Katseyes EP "WILD": Konzept top, musikalische Umsetzung flop?
"WILD" – Wenn das Image mehr strahlt als der Sound
Die Musik als Teil eines größeren Ganzen: K-Pop-Dynamik und Katseyes Positionierung
Eine tiefgehende Analyse der Katseye-EP erscheint oberflächlich betrachtet unzureichend. Die Girlgroup agiert stark innerhalb der etablierten Regeln der K-Pop-Branche. Das bedeutet, dass die Musik nur ein Segment des umfassenden Gesamtpakets darstellt, das untrennbar mit visuellen Darstellungen, Choreografien, Kostümen und Videoproduktionen verbunden ist.
Erste Eindrücke und bekannte Klänge: Die Herausforderungen von "Pinky Up" und "Animal"
Von den fünf Titeln der "WILD"-EP sind zwei bereits einem breiteren Publikum vertraut. "Pinky Up", inspiriert vom Hardstyle-Techno, versuchte erfolglos, die Energie ihres früheren Erfolgs "Gnarly" zu reaktivieren. "Animal", eine Kollaboration mit Ed Sheeran, ist zwar eingängig und sanft, verlässt sich jedoch übermäßig auf seinen ansprechenden Refrain.
Enttäuschung und stilistische Experimente: "Hootie Frutti" und seine musikalischen Grenzen
Der Titel "Hootie Frutti" erfüllt leider die Befürchtungen, die sein Name weckt. Der Song versucht, brasilianische Phonk-Vibes zu integrieren, was lediglich dem Latina-Mitglied der Gruppe, Daniela Avanzini, passabel gelingt.

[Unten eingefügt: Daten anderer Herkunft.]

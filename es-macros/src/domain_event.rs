use crate::derive_utils::apply_derives;
use proc_macro::TokenStream;
use quote::quote;
use std::collections::HashMap;
use syn::punctuated::Punctuated;
use syn::spanned::Spanned;
use syn::{Expr, Ident, Item, Result, Token, parse::Parse, parse::ParseStream, parse_macro_input};

/// #[domain_event] 宏实现
/// - 仅支持枚举，每个变体对应一种事件（具名/元组/单元变体均可）
/// - 生成 `::es_domain::domain_event::DomainEvent` 实现：
///   `EVENT_TYPES`、`event_type`、`event_version`
/// - 枚举级参数：`#[domain_event(version = N)]`，默认 1
/// - 变体可覆写：`#[event(event_type = "...", event_version = N)]`
///   未覆写时事件类型为 `枚举名.变体名`
pub(crate) fn expand(attr: TokenStream, item: TokenStream) -> TokenStream {
    let cfg = parse_macro_input!(attr as EventAttrConfig);
    let mut input = parse_macro_input!(item as Item);

    let enum_item = match &mut input {
        Item::Enum(e) => e,
        other => {
            return syn::Error::new(
                other.span(),
                "#[domain_event] can only be used on enum types",
            )
            .to_compile_error()
            .into();
        }
    };

    let version_lit = cfg.version.unwrap_or_else(|| syn::parse_quote! { 1 });

    let required: Vec<syn::Path> = vec![
        syn::parse_quote!(Debug),
        syn::parse_quote!(Clone),
        syn::parse_quote!(PartialEq),
        syn::parse_quote!(serde::Serialize),
        syn::parse_quote!(serde::Deserialize),
    ];
    apply_derives(&mut enum_item.attrs, required);

    let enum_name = enum_item.ident.to_string();
    let mut variant_types: HashMap<String, syn::LitStr> = HashMap::new();
    let mut variant_versions: HashMap<String, syn::LitInt> = HashMap::new();

    for v in &mut enum_item.variants {
        let mut retained_attrs = Vec::new();

        for attr in v.attrs.drain(..) {
            if !attr.path().is_ident("event") {
                retained_attrs.push(attr);
                continue;
            }
            let vc = match parse_variant_event_attr(&attr) {
                Ok(vc) => vc,
                Err(err) => return err.to_compile_error().into(),
            };
            let key = v.ident.to_string();
            if let Some(lit) = vc.ty {
                if variant_types.insert(key.clone(), lit).is_some() {
                    return syn::Error::new(
                        attr.span(),
                        "duplicate 'event_type' specified for this variant",
                    )
                    .to_compile_error()
                    .into();
                }
            }
            if let Some(lit) = vc.version {
                if variant_versions.insert(key, lit).is_some() {
                    return syn::Error::new(
                        attr.span(),
                        "duplicate 'event_version' specified for this variant",
                    )
                    .to_compile_error()
                    .into();
                }
            }
        }

        v.attrs = retained_attrs;
    }

    // 每个变体的事件类型名（覆写优先，否则 `Enum.Variant`）
    let type_lits: Vec<syn::LitStr> = enum_item
        .variants
        .iter()
        .map(|v| {
            variant_types.get(&v.ident.to_string()).cloned().unwrap_or_else(|| {
                syn::LitStr::new(&format!("{}.{}", enum_name, v.ident), v.ident.span())
            })
        })
        .collect();

    // 事件类型名在同一枚举内必须唯一，否则回放时无法区分
    for (i, lit) in type_lits.iter().enumerate() {
        if type_lits[..i].iter().any(|prev| prev.value() == lit.value()) {
            return syn::Error::new(lit.span(), "duplicate event_type within enum")
                .to_compile_error()
                .into();
        }
    }

    let type_match_arms = enum_item.variants.iter().zip(type_lits.iter()).map(|(v, lit)| {
        let v_ident = &v.ident;
        quote! { Self::#v_ident { .. } => #lit }
    });

    let ver_match_arms = enum_item.variants.iter().map(|v| {
        let v_ident = &v.ident;
        match variant_versions.get(&v.ident.to_string()) {
            Some(lit) => quote! { Self::#v_ident { .. } => #lit },
            None => quote! { Self::#v_ident { .. } => #version_lit },
        }
    });

    let enum_ident = &enum_item.ident;
    let (impl_generics, ty_generics, where_clause) = enum_item.generics.split_for_impl();

    let out = quote! {
        #enum_item

        impl #impl_generics ::es_domain::domain_event::DomainEvent for #enum_ident #ty_generics #where_clause {
            const EVENT_TYPES: &'static [&'static str] = &[ #( #type_lits, )* ];

            fn event_type(&self) -> &'static str { match self { #( #type_match_arms, )* } }

            fn event_version(&self) -> usize { match self { #( #ver_match_arms, )* } }
        }
    };

    TokenStream::from(out)
}

// -------- parsing --------

struct VariantEventAttrConfig {
    ty: Option<syn::LitStr>,
    version: Option<syn::LitInt>,
}

fn parse_variant_event_attr(attr: &syn::Attribute) -> Result<VariantEventAttrConfig> {
    let syn::Meta::List(_) = &attr.meta else {
        return Err(syn::Error::new(attr.span(), "expected #[event(...)]"));
    };

    let mut ty: Option<syn::LitStr> = None;
    let mut version: Option<syn::LitInt> = None;
    let pairs: Punctuated<VariantEventAttrKv, Token![,]> =
        attr.parse_args_with(Punctuated::<VariantEventAttrKv, Token![,]>::parse_terminated)?;

    for kv in pairs {
        match kv.key.to_string().as_str() {
            "event_type" => {
                if ty.is_some() {
                    return Err(syn::Error::new(
                        kv.key.span(),
                        "duplicate key 'event_type' in attribute",
                    ));
                }
                match kv.value {
                    Expr::Lit(syn::ExprLit {
                        lit: syn::Lit::Str(lit),
                        ..
                    }) => ty = Some(lit),
                    other => {
                        return Err(syn::Error::new(
                            other.span(),
                            "expected string literal for 'event_type'",
                        ));
                    }
                }
            }
            "event_version" => {
                if version.is_some() {
                    return Err(syn::Error::new(
                        kv.key.span(),
                        "duplicate key 'event_version' in attribute",
                    ));
                }
                match kv.value {
                    Expr::Lit(syn::ExprLit {
                        lit: syn::Lit::Int(lit),
                        ..
                    }) => version = Some(lit),
                    other => {
                        return Err(syn::Error::new(
                            other.span(),
                            "expected integer literal for 'event_version'",
                        ));
                    }
                }
            }
            _ => {
                return Err(syn::Error::new(
                    kv.key.span(),
                    "unknown key; expected 'event_type' | 'event_version'",
                ));
            }
        }
    }

    Ok(VariantEventAttrConfig { ty, version })
}

struct VariantEventAttrKv {
    key: Ident,
    value: Expr,
}

impl Parse for VariantEventAttrKv {
    fn parse(input: ParseStream) -> Result<Self> {
        let key: Ident = input.parse()?;
        let _eq: Token![=] = input.parse()?;
        let value: Expr = input.parse()?;
        Ok(Self { key, value })
    }
}

// 枚举级配置：默认事件载荷版本号
struct EventAttrConfig {
    version: Option<syn::LitInt>,
}

impl Parse for EventAttrConfig {
    fn parse(input: ParseStream) -> Result<Self> {
        let mut version: Option<syn::LitInt> = None;

        let pairs: Punctuated<syn::ExprAssign, Token![,]> =
            Punctuated::<syn::ExprAssign, Token![,]>::parse_terminated(input)?;

        for assign in pairs.into_iter() {
            let key_ident = match *assign.left {
                syn::Expr::Path(p) if p.path.segments.len() == 1 => {
                    p.path.segments[0].ident.clone()
                }
                other => return Err(syn::Error::new(other.span(), "invalid attribute key")),
            };
            match key_ident.to_string().as_str() {
                "version" => {
                    if version.is_some() {
                        return Err(syn::Error::new(
                            key_ident.span(),
                            "duplicate key 'version' in attribute",
                        ));
                    }
                    match *assign.right {
                        Expr::Lit(syn::ExprLit {
                            lit: syn::Lit::Int(lit),
                            ..
                        }) => version = Some(lit),
                        other => {
                            return Err(syn::Error::new(
                                other.span(),
                                "expected integer literal for 'version'",
                            ));
                        }
                    }
                }
                _ => {
                    return Err(syn::Error::new(
                        key_ident.span(),
                        "unknown key; expected 'version'",
                    ));
                }
            }
        }

        Ok(Self { version })
    }
}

Lichtblicke und ungenutztes Potenzial: "Bel Air" und "That Way" als Hoffnungsschimmer
"Bel Air", basierend auf einem Stück von Charlie XCX, ist mit seinem tiefen Bass und den melancholischen Synthesizern ein kleines Highlight, wirkt aber in seiner Produktion zu makellos. "That Way", der abschließende Track, rückt endlich die Stimmen der Bandmitglieder in den Vordergrund und offenbart die unterschätzte Tragik der EP: Sie deutet nur selten an, welches außergewöhnliche Potenzial Katseye entfalten könnte, wenn ihnen erst einmal wirklich überzeugende Songs zur Verfügung stünden, die ihre Talente voll zur Geltung bringen.